In the winter, they bring the food into the school cafeterias where it is served by the students to educate them about the merits of consuming healthy, locally grown produce.

“We are building a network to expand our outreach outside the city and county. We are looking to schools, teachers, and students as the epicenter of the change we are seeking and working through farm to school, which is a national effort to bring food education into the classroom and healthier foods into the cafeterias,” Lerner says. “We are also trying to promote youth leadership, youth empowerment, and local agriculture through school gardens and connecting farms to schools.”

In an effort to promote nutrition, unite communities through a sense of pride and stewardship, encourage local agriculture in general and within the urban environment, and to provide a resource for hands-on education, FRESH starts, supports, and maintains gardens throughout the city of New London in conjunction with other groups. Sixty raised beds are available for those interested in helping to transform dilapidated areas into vibrant, green spaces, while 45 beds are reserved for FRESH who uses them for educational purposes and food production. The gardens have also become gathering places not only for the gardeners themselves, but also for the community at large. A pavilion and wood fired pizza oven at FRESH’s Community Garden Center on the corners of Williams and Mercer Streets, inspires a natural dialog for potluck meals, workshops, and other educational opportunities.

“Experiential education is how we work. Hearing about gardening, but actually working in the garden with your children, is quite a different thing,” Lerner says. “When kids come to the FRESH Food Program, they usually come in with some interest but not a lot of knowledge about it. We want to build the relevancy of this and have young people understand how this connects to them personally, at a local level, and globally, in terms of the planet and their own lives.”

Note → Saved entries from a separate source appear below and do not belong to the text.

use std::path::{Path, PathBuf};
use std::process;

use anyhow::{self, format_err};
use clap::Parser;
use log::LevelFilter;
use log4rs::append::file::FileAppender;
use log4rs::config::{Appender, Config, Logger, Root};
use log4rs::encode::pattern::PatternEncoder;

use xtalsym::interfaces::cli::{log_heading, Cli};
use xtalsym::interfaces::input::Input;
use xtalsym::interfaces::InputHandle;
use xtalsym::io::read_xtalsym_yaml;

/// Default logging configuration used when no output file is given.
const LOG4RS_CONFIG: &str = "log4rs.yml";

/// Sets up a main log and an output file next to `output`.
fn init_logging(output: &Path, debug: bool) -> Result<(), anyhow::Error> {
    let level = if debug {
        LevelFilter::Debug
    } else {
        LevelFilter::Info
    };
    let main_log = FileAppender::builder()
        .encoder(Box::new(PatternEncoder::new(
            "{d(%Y-%m-%d %H:%M:%S)} {l:<5} {M}:{L} - {m}{n}",
        )))
        .append(false)
        .build(output.with_extension("log"))
        .map_err(|err| format_err!(err))?;
    let output_log = FileAppender::builder()
        .encoder(Box::new(PatternEncoder::new("{m}{n}")))
        .append(false)
        .build(output)
        .map_err(|err| format_err!(err))?;
    let config = Config::builder()
        .appender(Appender::builder().build("main_log", Box::new(main_log)))
        .appender(Appender::builder().build("output", Box::new(output_log)))
        .logger(
            Logger::builder()
                .appender("output")
                .additive(false)
                .build("xtalsym-output", LevelFilter::Info),
        )
        .build(Root::builder().appender("main_log").build(level))
        .map_err(|err| format_err!(err))?;
    log4rs::init_config(config).map_err(|err| format_err!(err))?;
    Ok(())
}

fn run(cli: &Cli) -> Result<(), anyhow::Error> {
    match cli.output.as_ref() {
        Some(output) => init_logging(output, cli.debug)?,
        None => log4rs::init_file(LOG4RS_CONFIG, Default::default())
            .map_err(|err| format_err!("Unable to read {LOG4RS_CONFIG}: {err}"))?,
    }
    log_heading();

    let config = cli
        .config
        .clone()
        .unwrap_or_else(|| PathBuf::from("xtalsym.yml"));
    let input = read_xtalsym_yaml::<Input, _>(&config)
        .map_err(|err| format_err!("Unable to read {}: {err}", config.display()))?;
    input.handle()
}

fn main() {
    let cli = Cli::parse();
    if let Err(err) = run(&cli) {
        log::error!("{err:#}");
        eprintln!("Error: {err:#}");
        process::exit(1);
    }
}
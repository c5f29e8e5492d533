//! Fixed lookup tables for the rotation and translation codes of Hall symbols.
//!
//! All translations are in twelfths of a cell edge.

use phf::{phf_map, Map};

/// A $`3 \times 3`$ integer rotation block. Rows are rows of the matrix.
pub(crate) type RotationBlock = [[i32; 3]; 3];

/// Rotation blocks keyed by their normalised Hall lookup codes. A code is the rotation order
/// followed by the axis type, with an optional reference axis in front of a face-diagonal
/// axis type (*e.g.* `2x'`).
pub(crate) static ROTATIONS: Map<&'static str, RotationBlock> = phf_map! {
    "1_" => [[1, 0, 0], [0, 1, 0], [0, 0, 1]],
    "2x" => [[1, 0, 0], [0, -1, 0], [0, 0, -1]],
    "2y" => [[-1, 0, 0], [0, 1, 0], [0, 0, -1]],
    "2z" => [[-1, 0, 0], [0, -1, 0], [0, 0, 1]],
    "2'" => [[0, -1, 0], [-1, 0, 0], [0, 0, -1]],
    "2\"" => [[0, 1, 0], [1, 0, 0], [0, 0, -1]],
    "2x'" => [[-1, 0, 0], [0, 0, -1], [0, -1, 0]],
    "2x\"" => [[-1, 0, 0], [0, 0, 1], [0, 1, 0]],
    "2y'" => [[0, 0, -1], [0, -1, 0], [-1, 0, 0]],
    "2y\"" => [[0, 0, 1], [0, -1, 0], [1, 0, 0]],
    "2z'" => [[0, -1, 0], [-1, 0, 0], [0, 0, -1]],
    "2z\"" => [[0, 1, 0], [1, 0, 0], [0, 0, -1]],
    "3x" => [[1, 0, 0], [0, 0, -1], [0, 1, -1]],
    "3y" => [[-1, 0, 1], [0, 1, 0], [-1, 0, 0]],
    "3z" => [[0, -1, 0], [1, -1, 0], [0, 0, 1]],
    "3*" => [[0, 0, 1], [1, 0, 0], [0, 1, 0]],
    "4x" => [[1, 0, 0], [0, 0, -1], [0, 1, 0]],
    "4y" => [[0, 0, 1], [0, 1, 0], [-1, 0, 0]],
    "4z" => [[0, -1, 0], [1, 0, 0], [0, 0, 1]],
    "6x" => [[1, 0, 0], [0, 1, -1], [0, 1, 0]],
    "6y" => [[0, 0, 1], [0, 1, 0], [-1, 0, 1]],
    "6z" => [[1, -1, 0], [1, 0, 0], [0, 0, 1]],
};

/// Fixed translation vectors keyed by their Hall translation symbols. The symbols `r`, `s`
/// and `t` describe the centring translations of rhombohedral lattices set on hexagonal axes.
pub(crate) static TRANSLATIONS: Map<char, [i32; 3]> = phf_map! {
    'a' => [6, 0, 0],
    'b' => [0, 6, 0],
    'c' => [0, 0, 6],
    'n' => [6, 6, 6],
    'u' => [3, 0, 0],
    'v' => [0, 3, 0],
    'w' => [0, 0, 3],
    'd' => [3, 3, 3],
    'r' => [4, 8, 8],
    's' => [8, 8, 4],
    't' => [8, 4, 8],
};

/// Intrinsic screw translations along the rotation axis, keyed by the rotation order followed
/// by the screw digit (`"61"` is the $`6_1`$ screw).
static SCREWS: Map<&'static str, i32> = phf_map! {
    "21" => 6,
    "31" => 4,
    "32" => 8,
    "41" => 3,
    "43" => 9,
    "61" => 2,
    "62" => 4,
    "64" => 8,
    "65" => 10,
};

/// Looks up the rotation block for a normalised Hall rotation code.
pub(crate) fn rotation(code: &str) -> Option<&'static RotationBlock> {
    ROTATIONS.get(code)
}

/// Looks up the screw translation, in twelfths along the rotation axis, for a screw digit on an
/// axis of a given order.
///
/// # Returns
///
/// The screw translation, or `None` if `digit` is not a valid screw for `order`.
pub(crate) fn screw_shift(digit: char, order: u32) -> Option<i32> {
    SCREWS.get(format!("{order}{digit}").as_str()).copied()
}

/// A lattice-centring type together with the Hall terms it implies.
pub(crate) struct LatticeData {
    pub(crate) code: char,
    pub(crate) designation: &'static str,
    pub(crate) extension: &'static str,
}

/// Lattice types in SHELX `LATT` order: index $`i`$ here has `LATT` code $`i + 1`$.
pub(crate) static LATTICES: [LatticeData; 9] = [
    LatticeData { code: 'P', designation: "primitive", extension: "" },
    LatticeData { code: 'I', designation: "body-centered", extension: " 1n" },
    LatticeData { code: 'R', designation: "rhombohedral", extension: " 1r 1r" },
    LatticeData { code: 'F', designation: "face-centered", extension: " 1ab 1bc 1ac" },
    LatticeData { code: 'A', designation: "A-centered", extension: " 1bc" },
    LatticeData { code: 'B', designation: "B-centered", extension: " 1ac" },
    LatticeData { code: 'C', designation: "C-centered", extension: " 1ab" },
    LatticeData { code: 'S', designation: "rhombohedral(S)", extension: " 1s 1s" },
    LatticeData { code: 'T', designation: "rhombohedral(T)", extension: " 1t 1t" },
];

Although FRESH New London is a local organization, they are working towards a global movement that encompasses health, food justice and security, and ecological balance. “It involves a resurgence of small local agriculture and recognizes that environmental degradation often impacts people who have already been marginalized economically and politically. It strives to reconnect people to the natural world and to each other in order to build a food system that is built on stewardship: stewardship of ourselves, stewardship of our communities, and stewardship of the natural world,” concludes Lerner.